* [Exercise aim]: Where the word "process" appears in a line below, copy the whole line.

** Records to use follows **

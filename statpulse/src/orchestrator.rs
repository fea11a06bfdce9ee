//! The sampling loop.
//!
//! Every tick fans out one worker per active metric, drains their channels in a fixed
//! order, writes each payload at its row and reaps every worker before sleeping.

use std::{io::Write, sync::Arc};

use once_cell::unsync::OnceCell;
use statpulse_probe::MetricSource;
use tracing::{debug, error, info, warn};

use crate::{
    channel::ChannelReader,
    compositor::{Compositor, TickContext},
    config::{Cadence, RenderMode, SessionConfig},
    error::SessionError,
    frame::{self, FrameInfo},
    kind::MetricKind,
    signal::{InterruptFlag, QuitPrompt},
    terminal,
    worker::{Job, Worker, WorkerExit, WorkerResult},
};

const QUIT_PROMPT: &str = "\nCtrl + C pressed. Do you want to quit the program? (y/n): ";

#[derive(Debug, Clone, Copy, Default, PartialEq, Eq)]
pub struct SessionStats {
    pub ticks: u32,
    pub frames: u32,
    /// Per-tick workers started.
    pub spawned: u64,
    /// Per-tick workers reaped.
    pub reaped: u64,
    /// Workers of any kind that failed or panicked.
    pub abnormal: u64,
}

#[derive(Debug, Clone, Copy, PartialEq, Eq)]
pub enum SessionOutcome {
    Completed(SessionStats),
    /// The user confirmed the quit prompt.
    Quit(SessionStats),
}

impl SessionOutcome {
    pub fn stats(&self) -> SessionStats {
        match self {
            SessionOutcome::Completed(s) | SessionOutcome::Quit(s) => *s,
        }
    }
}

#[derive(Debug, Clone, Copy, PartialEq, Eq)]
enum Checkpoint {
    Continue,
    Quit,
}

pub struct Orchestrator<W: Write, P: QuitPrompt> {
    config: SessionConfig,
    mode: RenderMode,
    kinds: Vec<MetricKind>,
    compositor: Compositor,
    source: Arc<dyn MetricSource>,
    baseline: OnceCell<f64>,
    interrupts: InterruptFlag,
    prompt: P,
    out: W,
    stats: SessionStats,
}

impl<W: Write, P: QuitPrompt> Orchestrator<W, P> {
    pub fn new(
        config: SessionConfig,
        source: Arc<dyn MetricSource>,
        interrupts: InterruptFlag,
        prompt: P,
        out: W,
    ) -> Self {
        let mode = config.mode();
        Self {
            config,
            mode,
            kinds: MetricKind::active(mode),
            compositor: Compositor::new(mode, config.sample_count),
            source,
            baseline: OnceCell::new(),
            interrupts,
            prompt,
            out,
            stats: SessionStats::default(),
        }
    }

    pub fn kinds(&self) -> &[MetricKind] {
        &self.kinds
    }

    pub fn mode(&self) -> RenderMode {
        self.mode
    }

    /// Physical memory in use at tick 0, if the memory graph captured it.
    pub fn baseline(&self) -> Option<f64> {
        self.baseline.get().copied()
    }

    pub fn stats(&self) -> SessionStats {
        self.stats
    }

    pub fn into_output(self) -> W {
        self.out
    }

    pub async fn run(&mut self) -> Result<SessionOutcome, SessionError> {
        info!(
            samples = self.config.sample_count,
            interval_secs = self.config.interval_secs,
            mode = ?self.mode,
            "session starting"
        );
        let outcome = match self.mode.cadence {
            Cadence::Rolling => self.run_rolling().await?,
            Cadence::Sequential => self.run_sequential().await?,
        };
        info!(stats = ?outcome.stats(), "session finished");
        Ok(outcome)
    }

    async fn run_rolling(&mut self) -> Result<SessionOutcome, SessionError> {
        terminal::clear_and_home(&mut self.out)?;
        self.draw_frame().await?;
        for index in 0..self.config.sample_count {
            if self.checkpoint()? == Checkpoint::Quit {
                return Ok(SessionOutcome::Quit(self.stats));
            }
            self.render_tick(index).await?;
            self.pause().await;
        }
        terminal::park_below(&mut self.out)?;
        self.finish()
    }

    async fn run_sequential(&mut self) -> Result<SessionOutcome, SessionError> {
        terminal::clear_and_home(&mut self.out)?;
        for index in 0..self.config.sample_count {
            if self.checkpoint()? == Checkpoint::Quit {
                return Ok(SessionOutcome::Quit(self.stats));
            }
            terminal::home(&mut self.out)?;
            self.draw_frame().await?;
            self.render_tick(index).await?;
            terminal::park_below(&mut self.out)?;
            self.out.flush()?;
            self.pause().await;
        }
        self.finish()
    }

    fn finish(&mut self) -> Result<SessionOutcome, SessionError> {
        if self.checkpoint()? == Checkpoint::Quit {
            return Ok(SessionOutcome::Quit(self.stats));
        }
        terminal::park_bottom(&mut self.out)?;
        self.out.flush()?;
        Ok(SessionOutcome::Completed(self.stats))
    }

    /// Runs tick `index`: spawn, drain, place, reap. Writes the positioned payloads to
    /// the output and returns exactly the bytes written.
    pub async fn render_tick(&mut self, index: u32) -> Result<Vec<u8>, SessionError> {
        if index == 0 && self.kinds.contains(&MetricKind::MemoryGraphical) {
            self.capture_baseline();
        }
        let prior = if index == 0 {
            0.0
        } else {
            self.baseline().unwrap_or(0.0)
        };

        let crew = self.spawn_crew(prior).await?;
        let mut workers = Vec::with_capacity(crew.len());
        let mut results = Vec::with_capacity(crew.len());
        for (worker, reader) in crew {
            results.push(WorkerResult {
                kind: worker.kind(),
                payload: reader.read_to_end().await,
            });
            workers.push(worker);
        }

        let tick = TickContext {
            index,
            live_users: self.live_users(),
        };
        let mut buf = Vec::new();
        for result in &results {
            if let Some(row) = self.compositor.row(result.kind, tick) {
                terminal::place(&mut buf, row, &result.payload)?;
            }
        }
        self.out.write_all(&buf)?;
        self.out.flush()?;

        self.reap(workers).await;
        self.stats.ticks += 1;
        debug!(index, live_users = tick.live_users, "tick rendered");
        Ok(buf)
    }

    async fn spawn_crew(
        &mut self,
        prior: f64,
    ) -> Result<Vec<(Worker, ChannelReader)>, SessionError> {
        let kinds = self.kinds.clone();
        let mut crew = Vec::with_capacity(kinds.len());
        for kind in kinds {
            match Worker::spawn(Job::new(kind, prior), Arc::clone(&self.source)) {
                Ok(pair) => {
                    self.stats.spawned += 1;
                    crew.push(pair);
                }
                Err(source) => {
                    error!(%kind, "worker spawn failed: {source}");
                    let started = crew.into_iter().map(|(worker, _reader)| worker).collect();
                    self.reap(started).await;
                    return Err(SessionError::Spawn { kind, source });
                }
            }
        }
        Ok(crew)
    }

    async fn reap(&mut self, workers: Vec<Worker>) {
        for worker in workers {
            let kind = worker.kind();
            let exit = worker.reap().await;
            self.note_exit(kind, &exit);
            self.stats.reaped += 1;
        }
    }

    fn note_exit(&mut self, kind: MetricKind, exit: &WorkerExit) {
        match exit {
            WorkerExit::Clean => return,
            WorkerExit::Failed(e) => warn!(%kind, "worker failed: {e}"),
            WorkerExit::Panicked(msg) => warn!(%kind, "worker panicked: {msg}"),
            WorkerExit::Cancelled => warn!(%kind, "worker cancelled"),
        }
        self.stats.abnormal += 1;
    }

    /// Draws the static frame at the cursor. The system block is gathered by its own
    /// worker, which is not counted as a tick worker.
    async fn draw_frame(&mut self) -> Result<(), SessionError> {
        let (worker, reader) = Worker::spawn(
            Job::new(MetricKind::SystemInfo, 0.0),
            Arc::clone(&self.source),
        )
        .map_err(|source| SessionError::Spawn {
            kind: MetricKind::SystemInfo,
            source,
        })?;
        let block = reader.read_to_end().await;
        let exit = worker.reap().await;
        self.note_exit(MetricKind::SystemInfo, &exit);

        let users = if self.kinds.contains(&MetricKind::Users) {
            self.count_users()
        } else {
            0
        };
        let info = FrameInfo {
            peak_resident_kb: self.source.peak_resident_kb().ok(),
            users,
            system_block: String::from_utf8_lossy(&block).into_owned(),
        };
        self.out
            .write_all(frame::render(&self.config, &info).as_bytes())?;
        self.out.flush()?;
        self.stats.frames += 1;
        Ok(())
    }

    /// Re-queried every tick; the cpu rows below the user list move with it.
    fn live_users(&self) -> u32 {
        if self.kinds.contains(&MetricKind::Users) {
            self.count_users()
        } else {
            0
        }
    }

    fn count_users(&self) -> u32 {
        match self.source.user_count() {
            Ok(n) => u32::try_from(n).unwrap_or(u32::MAX),
            Err(e) => {
                debug!("user count unavailable: {e}");
                0
            }
        }
    }

    fn capture_baseline(&mut self) {
        if self.baseline.get().is_some() {
            return;
        }
        match self.source.memory() {
            Ok(m) => {
                let _ = self.baseline.set(m.phys_used_gb);
                debug!(baseline_gb = m.phys_used_gb, "memory baseline captured");
            }
            Err(e) => warn!("memory baseline unavailable: {e}"),
        }
    }

    /// Consumes a pending interrupt and asks whether to quit.
    fn checkpoint(&mut self) -> Result<Checkpoint, SessionError> {
        if !self.interrupts.take() {
            return Ok(Checkpoint::Continue);
        }
        terminal::below_display(&mut self.out)?;
        self.out.write_all(QUIT_PROMPT.as_bytes())?;
        self.out.flush()?;
        let quit = self.prompt.confirm_quit().map_err(SessionError::Prompt)?;
        if quit {
            self.out.write_all(b"Exiting program.\n")?;
            self.out.flush()?;
            info!("quit confirmed");
            Ok(Checkpoint::Quit)
        } else {
            debug!("quit declined; resuming");
            Ok(Checkpoint::Continue)
        }
    }

    async fn pause(&self) {
        tokio::time::sleep(self.config.interval()).await;
    }
}
//! Tests for the saved-defaults file: load/save in-process and through the binary.
use std::fs;
use std::sync::Mutex;

use statpulse::settings::{load_settings, save_settings, settings_path, Settings};

// Global lock to serialize tests that mutate process-wide environment variables.
static ENV_LOCK: Mutex<()> = Mutex::new(());

#[test]
fn test_missing_file_loads_defaults() {
    let _guard = ENV_LOCK.lock().unwrap();
    let td = tempfile::tempdir().unwrap();
    std::env::set_var("XDG_CONFIG_HOME", td.path());
    assert_eq!(settings_path(), td.path().join("statpulse").join("settings.json"));
    assert_eq!(load_settings(), Settings::default());
}

#[test]
fn test_save_then_load_round_trips() {
    let _guard = ENV_LOCK.lock().unwrap();
    let td = tempfile::tempdir().unwrap();
    std::env::set_var("XDG_CONFIG_HOME", td.path());
    let saved = Settings {
        samples: Some(6),
        interval_secs: Some(3),
        graphics: true,
        ..Settings::default()
    };
    save_settings(&saved).unwrap();
    assert_eq!(load_settings(), saved);
}

#[test]
fn test_malformed_file_falls_back_to_defaults() {
    let _guard = ENV_LOCK.lock().unwrap();
    let td = tempfile::tempdir().unwrap();
    std::env::set_var("XDG_CONFIG_HOME", td.path());
    fs::create_dir_all(td.path().join("statpulse")).unwrap();
    fs::write(settings_path(), "{ not json").unwrap();
    assert_eq!(load_settings(), Settings::default());
}

#[test]
fn test_partial_file_fills_in_defaults() {
    let _guard = ENV_LOCK.lock().unwrap();
    let td = tempfile::tempdir().unwrap();
    std::env::set_var("XDG_CONFIG_HOME", td.path());
    fs::create_dir_all(td.path().join("statpulse")).unwrap();
    fs::write(settings_path(), r#"{"system": true}"#).unwrap();
    let loaded = load_settings();
    assert!(loaded.system);
    assert_eq!(loaded.samples, None);
}

#[test]
fn test_save_defaults_flag_persists_and_is_reused() {
    let td = tempfile::tempdir().unwrap();
    let run = |args: &[&str]| {
        assert_cmd::Command::cargo_bin("statpulse")
            .unwrap()
            .env("XDG_CONFIG_HOME", td.path())
            .env("STATPULSE_CPU_WINDOW_MS", "10")
            .args(args)
            .output()
            .expect("run statpulse")
    };

    let first = run(&["--system", "--samples=2", "--tdelay=0", "--save-defaults"]);
    assert!(first.status.success());
    let data = fs::read_to_string(td.path().join("statpulse").join("settings.json"))
        .expect("settings.json created");
    assert!(data.contains("\"samples\": 2"), "{data}");
    assert!(data.contains("\"system\": true"), "{data}");

    let second = run(&[]);
    assert!(second.status.success());
    let text = String::from_utf8_lossy(&second.stdout);
    assert!(text.contains("Nbr of samples: 2 -- every 0 secs"), "{text}");
    assert!(!text.contains("### Sessions/users ###"));
}
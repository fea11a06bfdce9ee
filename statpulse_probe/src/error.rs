use std::io;

use thiserror::Error;

/// Why a probe could not produce a reading.
#[derive(Debug, Error)]
pub enum ProbeError {
    #[error("i/o error: {0}")]
    Io(#[from] io::Error),
    #[error("malformed {what}: {detail}")]
    Parse { what: &'static str, detail: String },
    #[error("{0} is unavailable on this system")]
    Unavailable(&'static str),
}
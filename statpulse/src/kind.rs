//! The metrics a session can show.

use std::fmt;

use crate::config::{Group, RenderMode, Rendering};

#[derive(Debug, Clone, Copy, PartialEq, Eq, Hash, PartialOrd, Ord)]
pub enum MetricKind {
    Memory,
    MemoryGraphical,
    Users,
    Cpu,
    CpuGraphical,
    /// Drawn with the frame, never sampled per tick.
    SystemInfo,
}

impl MetricKind {
    pub fn name(self) -> &'static str {
        match self {
            MetricKind::Memory => "memory",
            MetricKind::MemoryGraphical => "memory-graph",
            MetricKind::Users => "users",
            MetricKind::Cpu => "cpu",
            MetricKind::CpuGraphical => "cpu-graph",
            MetricKind::SystemInfo => "system-info",
        }
    }

    /// Per-tick kinds for a mode, in the order their channels are drained.
    pub fn active(mode: RenderMode) -> Vec<MetricKind> {
        use MetricKind::*;
        let graphical = mode.rendering == Rendering::Graphical;
        match (mode.group, graphical) {
            (Group::All, false) => vec![Memory, Users, Cpu],
            (Group::All, true) => vec![MemoryGraphical, Users, Cpu, CpuGraphical],
            (Group::SystemOnly, false) => vec![Memory, Cpu],
            (Group::SystemOnly, true) => vec![MemoryGraphical, Cpu, CpuGraphical],
            (Group::UserOnly, _) => vec![Users],
        }
    }
}

impl fmt::Display for MetricKind {
    fn fmt(&self, f: &mut fmt::Formatter<'_>) -> fmt::Result {
        f.write_str(self.name())
    }
}
//! Where each metric lands on screen.
//!
//! Rows are 1-based and counted from the home anchor. With `i` the tick index,
//! `N` the sample count and `U` the live user count:
//!
//! | kind            | all              | system only   | user only |
//! |-----------------|------------------|---------------|-----------|
//! | memory (either) | `5 + i`          | `5 + i`       | -         |
//! | users           | `7 + N`          | -             | `5`       |
//! | cpu             | `U + 8 + N`      | `6 + N`       | -         |
//! | cpu graph       | `U + 10 + N + i` | `8 + N + i`   | -         |

use crate::{
    config::{Group, RenderMode},
    kind::MetricKind,
};

/// Per-tick inputs to placement.
#[derive(Debug, Clone, Copy, PartialEq, Eq, Default)]
pub struct TickContext {
    pub index: u32,
    /// Users logged in right now. For [`MetricKind::SystemInfo`] this is the count the
    /// frame was drawn with.
    pub live_users: u32,
}

#[derive(Debug, Clone, Copy)]
pub struct Compositor {
    mode: RenderMode,
    samples: u32,
}

impl Compositor {
    pub fn new(mode: RenderMode, samples: u32) -> Self {
        Self { mode, samples }
    }

    /// Target row for `kind`, or `None` when the kind is not shown in this mode.
    pub fn row(&self, kind: MetricKind, tick: TickContext) -> Option<u32> {
        let n = self.samples;
        let i = tick.index;
        let u = tick.live_users;
        let graphical = self.mode.graphical();
        let graph_rows = if graphical { n } else { 0 };
        match (self.mode.group, kind) {
            (Group::UserOnly, MetricKind::Users) => Some(5),
            (Group::UserOnly, MetricKind::SystemInfo) => Some(6 + u),
            (Group::UserOnly, _) => None,

            (_, MetricKind::Memory) if !graphical => Some(5 + i),
            (_, MetricKind::MemoryGraphical) if graphical => Some(5 + i),

            (Group::All, MetricKind::Users) => Some(7 + n),
            (Group::All, MetricKind::Cpu) => Some(u + 8 + n),
            (Group::All, MetricKind::CpuGraphical) if graphical => Some(u + 10 + n + i),
            (Group::All, MetricKind::SystemInfo) => Some(11 + n + u + graph_rows),

            (Group::SystemOnly, MetricKind::Cpu) => Some(6 + n),
            (Group::SystemOnly, MetricKind::CpuGraphical) if graphical => Some(8 + n + i),
            (Group::SystemOnly, MetricKind::SystemInfo) => Some(9 + n + graph_rows),

            _ => None,
        }
    }
}
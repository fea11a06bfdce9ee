//! Metric providers for statpulse.
//!
//! Every reading is a synchronous, independent query against the local machine:
//! cpu utilization from two `/proc/stat` reads, memory and uptime from sysinfo,
//! logged-in sessions from utmp, host identity from `uname`.

pub mod cpu;
mod error;
mod host;
pub mod metrics;
pub mod mock;
mod state;
pub mod types;
mod users;

pub use cpu::{CpuSampler, CpuTimes};
pub use error::ProbeError;
pub use metrics::MetricSource;
pub use state::SystemProbe;
pub use types::{HostInfo, MemorySnapshot, Uptime, UserSession};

** End of Records to use **

* [Response box]:
//! Tests for the saved-defaults file: load/save in-process and through the binary.
// Global lock to serialize tests that mutate process-wide environment variables.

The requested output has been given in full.